Nathalia Diórgenes indica em sua pesquisa sobre aborto no sertão uma série de violências a que as mulheres estão sujeitas a sofrer nesse ambiente, que nem sempre é acolhedor. “Essas práticas discriminatórias se materializam em julgamento moral, tratamento indigno, ameaças de denúncias, rispidez no tratamento, longa espera, procedimentos feitos sem explicação, violação de privacidade e confidencialidade, excessos de toques ou outras formas de manipulação vaginal, falta de medicamento para alívio de dores, entre outras”, elenca.

Segundo os dados do Instituto Cândida Vargas, das 152 mulheres em situação de violência atendidas no ano passado, 12 delas fizeram o aborto. Já no primeiro semestre desse ano, foram atendidas 78 vítimas e 8 interromperam a gravidez. Esse número poderia ser bem maior na Paraíba, pois o estado registra apenas um centro especializado de abortamento legal, colocando a margem todas as mulheres que não moram e não têm condições de se deslocarem para a capital, que acabam por recorrer a métodos e clínicas clandestinas para interromper a gestação.

Criminalização do aborto não diminui prática

A estudante Maria Silva recorreu ao aborto por violência e pressão psicológica do ex-namorado. “Ele me mandou tirar o bebê, porque senão ele mesmo faria isso. Eu não tive outra opção, não tinha condições financeiras de criar sozinha e ele também não iria ajudar”, relata. A situação de Maria é comum a diversas mulheres, de todas as religiões, faixas etárias e classe social.

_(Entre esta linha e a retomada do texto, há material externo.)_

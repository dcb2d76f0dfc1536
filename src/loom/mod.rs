//! The `loom` module provides the strided tensor engine every higher layer builds on.
//! It separates where elements live (storage) from how they are addressed (shape, stride, axis order and view),
//! so that slicing and transposition never move data.
//!
//! ## Key Components
//! 1. **Shapes**:
//!    - [`Extent`](extent::Extent) describes dimension sizes, with derived element count and span.
//!    - Axes past the declared rank read as `1`, letting code ignore trailing unit axes.
//!
//! 2. **Storage**:
//!    - The [`Storage`](storage::Storage) capability abstracts a reference-counted linear buffer.
//!    - [`NativeStorage`](storage::NativeStorage) is the plain host buffer, laid out row-major.
//!    - Backends declare their axis order; tensors derive strides from it.
//!
//! 3. **Tensors**:
//!    - [`Tensor`](tensor::Tensor) composes storage, allocation shape, stride, axis order and view.
//!    - Windows, transposes and reshapes alias the same storage.
//!    - [`StorageIndices`](iter::StorageIndices) walks any view in canonical order.
//!
//! 4. **Operations**:
//!    - Copy, fill, concat and map in [`ops`], all driven by the canonical traversal.
//!
//! ## Design Principles
//! - **Zero-copy views**: metadata-only windows and transposes, O(1) to construct.
//! - **Layout independence**: bulk operations never re-derive offsets by hand.
//! - **Typed failures**: shape, axis and reshape violations surface as [`TensorError`](tensor::TensorError).
//!
//! Aliasing views share mutable storage on purpose. Writes through one view are visible through every other;
//! callers serialize concurrent writers themselves.

pub mod display;
pub mod extent;
pub mod iter;
pub mod num;
pub mod ops;
pub mod slice;
pub mod storage;
pub mod tensor;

A doutora em psicologia explica que a criminalização do aborto não diminui a sua prática, pelo contrário, põe em risco a vida da mulher, especialmente as negras. “As mulheres negras abortam mais porque elas engravidam mais, o racismo faz com que essas mulheres tenham dificuldade de acesso ao planejamento reprodutivo e ao planejamento familiar. Elas fazem o aborto mais tarde, por uma serie de motivos, porque não conseguiram confirmar a gestação, por violência doméstica entre outros”, avalia Nathália.

Dentre as diversas violências que as mulheres negras e sertanejas sofrem uma das que mais se destaca é o mito do fim da pobreza através da esterilização. Em sua pesquisa de campo no sertão pernambucano, Nathália evidenciou o ligamento das trompas como algo natural na vida das mulheres. “O serviço de saúde oferece a esterilização dessas mulheres como se fosse método contraceptivo, e não presta informação de qualidade a elas sobre o atendimento, só diz melhor ligar do que ficar fazendo filho por aí”, narra.

O Ministério da Saúde aponta que o Sistema Único de Saúde atende cerca de um milhão de abortos por ano. Como esse dado não leva em consideração os subnotificados, Nathália Diórgenes estipula que a informação correta deva ser pelo menos o dobro. Já a Pesquisa Nacional do Aborto, realizada em 2010 e 2016 indica que uma entre quatro mulheres fez ou fará aborto até completar 40 anos de idade.